CIGARETTE EFFECTS
The are two types of smoking effect,
the short term effect and the long term effect. Thirty
(30%) percent of it goes to direct smokers and seventy
(70%) percent goes to the passive smokers.
SHORT TERM
EFFECTS
Normally, cigarette users has dry
skin and hair, smell ashtray, feel dizziness, nausea,
keep on spitting, black lips and gums, yellow teeth
and nails. Other short term effects are effects of
nicotine ingestion include increases in heart rate,
blood flow to the heart and blood pressure. Cause dizziness,
drowsiness, stomach upset, nausea and breathing problems.
Systemic effects include: agitation, headache,
sweating, dizziness, auditory and visual disturbances,
confusion, weakness and lack of coordination.
LONG TERM
EFFECTS
As smokers continue to smoke over time and
consume nicotine, they will also experience long-term
effects including coronary heart disease, stroke and
a variety of cancers, including cancer of the mouth,
esophagus, lungs, kidneys, bladder and larynx. Smoking
and inhaling nicotine over a long period of time can
also cause blindness, as well as a risk of blood clots
in women. A transient increase in blood pressure, followed
by hypertension, bradycardia, paroxysmal atrial fibrillation,
or cardiac standstill may be observed. In severe poisoning,
tremor, convulsions and coma occur. Faintness,
prostration, cyanosis and dyspnoea progress to collapse. Death
may occur from paralysis of respiratory muscles and/or
central respiratory failure.




This was proven by Dr.
Leroy E. Burney issued the US Public Health Service's
first statement on cigarette smoking In July 1957.

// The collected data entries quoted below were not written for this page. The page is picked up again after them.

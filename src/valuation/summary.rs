//! Portfolio aggregation over valued positions.

use crate::domain::{Decimal, ValuedPosition};

/// Totals across a portfolio of valued positions.
#[derive(Debug, Clone, PartialEq, Eq)]
pub struct PortfolioSummary {
    pub total_pnl_after_fees: Decimal,
    pub avg_pnl_after_fees_percent: Decimal,
    pub position_count: usize,
}

/// Aggregate valued positions into portfolio totals.
///
/// Returns None for fewer than two positions; a single-position portfolio
/// has no total distinct from the position itself.
///
/// Totals are computed over the rounded display figures, not the
/// full-precision intermediates, so the summary always matches the sum of
/// what the per-position lines show.
pub fn summarize(valued: &[ValuedPosition]) -> Option<PortfolioSummary> {
    if valued.len() < 2 {
        return None;
    }

    let total = valued
        .iter()
        .fold(Decimal::zero(), |acc, v| acc + v.pnl_after_fees);
    let percent_sum = valued
        .iter()
        .fold(Decimal::zero(), |acc, v| acc + v.pnl_after_fees_percent);
    let avg = (percent_sum / Decimal::from(valued.len())).round2();

    Some(PortfolioSummary {
        total_pnl_after_fees: total,
        avg_pnl_after_fees_percent: avg,
        position_count: valued.len(),
    })
}

#[cfg(test)]
mod tests {
    use super::*;
    use crate::domain::Side;
    use rust_decimal_macros::dec;

    fn valued(name: &str, pnl_after_fees: Decimal, percent: Decimal) -> ValuedPosition {
        ValuedPosition {
            display_name: name.to_string(),
            side: Side::Long,
            entry_price_usd: Decimal::new(dec!(100.00)),
            current_price_usd: Decimal::new(dec!(105.00)),
            size_usd: Decimal::new(dec!(10000.00)),
            collateral_usd: Decimal::new(dec!(1000.00)),
            pnl_before_fees: pnl_after_fees + Decimal::new(dec!(12.00)),
            opening_fee: Decimal::new(dec!(6.00)),
            closing_fee: Decimal::new(dec!(6.00)),
            total_fees: Decimal::new(dec!(12.00)),
            pnl_after_fees,
            pnl_after_fees_percent: percent,
        }
    }

    #[test]
    fn test_empty_portfolio_has_no_summary() {
        assert_eq!(summarize(&[]), None);
    }

    #[test]
    fn test_single_position_has_no_summary() {
        let one = valued("SOL", Decimal::new(dec!(488.00)), Decimal::new(dec!(48.80)));
        assert_eq!(summarize(&[one]), None);
    }

    #[test]
    fn test_two_positions_sum_and_average() {
        let a = valued("SOL", Decimal::new(dec!(488.00)), Decimal::new(dec!(48.80)));
        let b = valued("ETH", Decimal::new(dec!(-12.50)), Decimal::new(dec!(-1.25)));

        let summary = summarize(&[a, b]).unwrap();
        assert_eq!(summary.total_pnl_after_fees, Decimal::new(dec!(475.50)));
        assert_eq!(
            summary.avg_pnl_after_fees_percent,
            Decimal::new(dec!(23.78)) // (48.80 - 1.25) / 2 = 23.775, rounded away from zero
        );
        assert_eq!(summary.position_count, 2);
    }

    #[test]
    fn test_average_rounds_away_from_zero() {
        let a = valued("SOL", Decimal::new(dec!(1.00)), Decimal::new(dec!(10.01)));
        let b = valued("ETH", Decimal::new(dec!(1.00)), Decimal::new(dec!(10.02)));

        let summary = summarize(&[a, b]).unwrap();
        assert_eq!(
            summary.avg_pnl_after_fees_percent,
            Decimal::new(dec!(10.02)) // 10.015 rounds away from zero
        );
    }
}
//! Telegram Bot API sink.

use super::{NotificationSink, NotifyError};
use async_trait::async_trait;
use reqwest::Client;
use serde::Deserialize;
use serde_json::{json, Value};
use tracing::{debug, warn};

const TELEGRAM_API_BASE: &str = "https://api.telegram.org";

// A hung delivery must not stall the polling loop.
const SEND_TIMEOUT: std::time::Duration = std::time::Duration::from_secs(10);

/// Sends reports to a fixed list of Telegram chats via the Bot API.
#[derive(Debug, Clone)]
pub struct TelegramSink {
    client: Client,
    api_base: String,
    bot_token: String,
    recipients: Vec<i64>,
}

impl TelegramSink {
    pub fn new(bot_token: String, recipients: Vec<i64>) -> Self {
        Self {
            client: Client::new(),
            api_base: TELEGRAM_API_BASE.to_string(),
            bot_token,
            recipients,
        }
    }

    /// Point the sink at a different API host. Used by tests.
    pub fn with_api_base(mut self, api_base: String) -> Self {
        self.api_base = api_base;
        self
    }

    fn send_message_url(&self) -> String {
        format!("{}/bot{}/sendMessage", self.api_base, self.bot_token)
    }

    async fn send_to_chat(&self, chat_id: i64, text: &str) -> Result<(), NotifyError> {
        let response = self
            .client
            .post(self.send_message_url())
            .timeout(SEND_TIMEOUT)
            .json(&message_payload(chat_id, text))
            .send()
            .await
            .map_err(|e| NotifyError::Api(e.to_string()))?;

        let status = response.status();
        if !status.is_success() {
            let body = response.text().await.unwrap_or_default();
            return Err(NotifyError::Api(format!("status {}: {}", status, body)));
        }

        let envelope: ApiResponse = response
            .json()
            .await
            .map_err(|e| NotifyError::Api(e.to_string()))?;
        if !envelope.ok {
            return Err(NotifyError::Api(
                envelope
                    .description
                    .unwrap_or_else(|| "unspecified error".to_string()),
            ));
        }
        Ok(())
    }
}

/// The Bot API response envelope; only the status fields matter here.
#[derive(Debug, Deserialize)]
struct ApiResponse {
    ok: bool,
    description: Option<String>,
}

/// The sendMessage payload: Markdown formatting, one chat per call.
fn message_payload(chat_id: i64, text: &str) -> Value {
    json!({
        "chat_id": chat_id,
        "text": text,
        "parse_mode": "Markdown",
    })
}

#[async_trait]
impl NotificationSink for TelegramSink {
    async fn send(&self, text: &str) -> Result<(), NotifyError> {
        if self.recipients.is_empty() {
            debug!("no notification recipients configured");
            return Ok(());
        }

        let mut delivered = 0usize;
        for chat_id in &self.recipients {
            match self.send_to_chat(*chat_id, text).await {
                Ok(()) => delivered += 1,
                Err(e) => warn!(chat_id, "telegram delivery failed: {}", e),
            }
        }

        if delivered == 0 {
            return Err(NotifyError::AllRecipientsFailed(self.recipients.len()));
        }
        debug!(
            delivered,
            recipients = self.recipients.len(),
            "report delivered"
        );
        Ok(())
    }
}

#[cfg(test)]
mod tests {
    use super::*;

    #[test]
    fn test_message_payload_is_markdown() {
        let payload = message_payload(42, "📊 *PnL Report*");
        assert_eq!(payload["chat_id"], 42);
        assert_eq!(payload["text"], "📊 *PnL Report*");
        assert_eq!(payload["parse_mode"], "Markdown");
    }

    #[test]
    fn test_send_message_url_embeds_token() {
        let sink = TelegramSink::new("123:abc".to_string(), vec![]);
        assert_eq!(
            sink.send_message_url(),
            "https://api.telegram.org/bot123:abc/sendMessage"
        );
    }

    #[tokio::test]
    async fn test_empty_recipient_list_is_a_no_op() {
        // Points at an unroutable host; must not be contacted.
        let sink = TelegramSink::new("123:abc".to_string(), vec![])
            .with_api_base("http://127.0.0.1:1".to_string());
        assert!(sink.send("report").await.is_ok());
    }

    #[tokio::test]
    async fn test_unreachable_api_reports_all_failed() {
        let sink = TelegramSink::new("123:abc".to_string(), vec![1, 2])
            .with_api_base("http://127.0.0.1:1".to_string());
        match sink.send("report").await {
            Err(NotifyError::AllRecipientsFailed(2)) => {}
            other => panic!("expected AllRecipientsFailed(2), got {:?}", other),
        }
    }
}
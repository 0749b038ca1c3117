//! The valuation pipeline: value positions, aggregate, render reports.

pub mod report;
pub mod summary;
pub mod valuator;

pub use report::{format, Report};
pub use summary::{summarize, PortfolioSummary};
pub use valuator::{rescale_to_usd_frame, value, ValuationError};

It identified smoking as a cause of lung cancer. Each
succeeding Surgeon General has had occasion to issue
additional and stronger warnings. These have linked
smoking with lung cancer, with heart disease, with
chronic lung disease, with other cancers, and with
increases in overall mortality.
In 1962 the Royal College of Physicians in London
concluded that "Cigarette smoking is a cause
of lung cancer and bronchitis, and probably contributes
to the development of coronary heart disease and various
other less common diseases. It delays healing of gastric
and duodenal ulcers, Fifteen years later in 1979,
there was no longer any doubt that cigarette smoking
was directly related to coronary heart disease for
both men and women in the United States.
By 1982, the foreword to the surgeon
general’s report declared that "Cigarette
smoking is a major cause of cancers of the lung, larynx,
oral cavity, and esophagus, and is a contributory factor
for the development of cancers of the bladder, pancreas,
and kidney. Traditionally, chronic bronchitis and
emphysema have been subsumed under the term chronic
obstructive lung diseases which are also known as chronic
obstructive pulmonary disease.
- chronic mucus hypersecretion, resulting in chronic cough and phlegm production;
- airway thickening and narrowing with expiratory airflow obstruction;
- and emphysema, which is an abnormal dilation of the distal airspaces along with destruction of alveolar walls. The last two conditions can develop into symptomatic ventilatory limitation.
PASSIVE SMOKERS




Those person or people around direct
users are called Passive Smokers. This is normally
identified in the home if for instance the Father smoke
and his family not, all his children and wife who inhale
what the Father exhale are affected with secondhand
smoke disease. This is also happened in the passenger
bus, jeepney, restaurant, cinema, terminal, alley,
and so forth.
- Secondhand smoke exposure causes disease and premature death in children and adults who do not smoke.
- Children exposed to secondhand smoke are at an increased risk for sudden infant death syndrome (SIDS), acute respiratory infections, ear problems, and more severe asthma. Smoking by parents causes respiratory symptoms and slows lung growth in their children.
- Exposure of adults to secondhand smoke has immediate adverse effects on the cardiovascular system and causes coronary heart disease and lung cancer
According to Len Johnson on his Wikipedia article entitled "Tobacco Smoking"
Passive smoking (also known as environmental tobacco
smoke (ETS), involuntary smoking or second hand smoke)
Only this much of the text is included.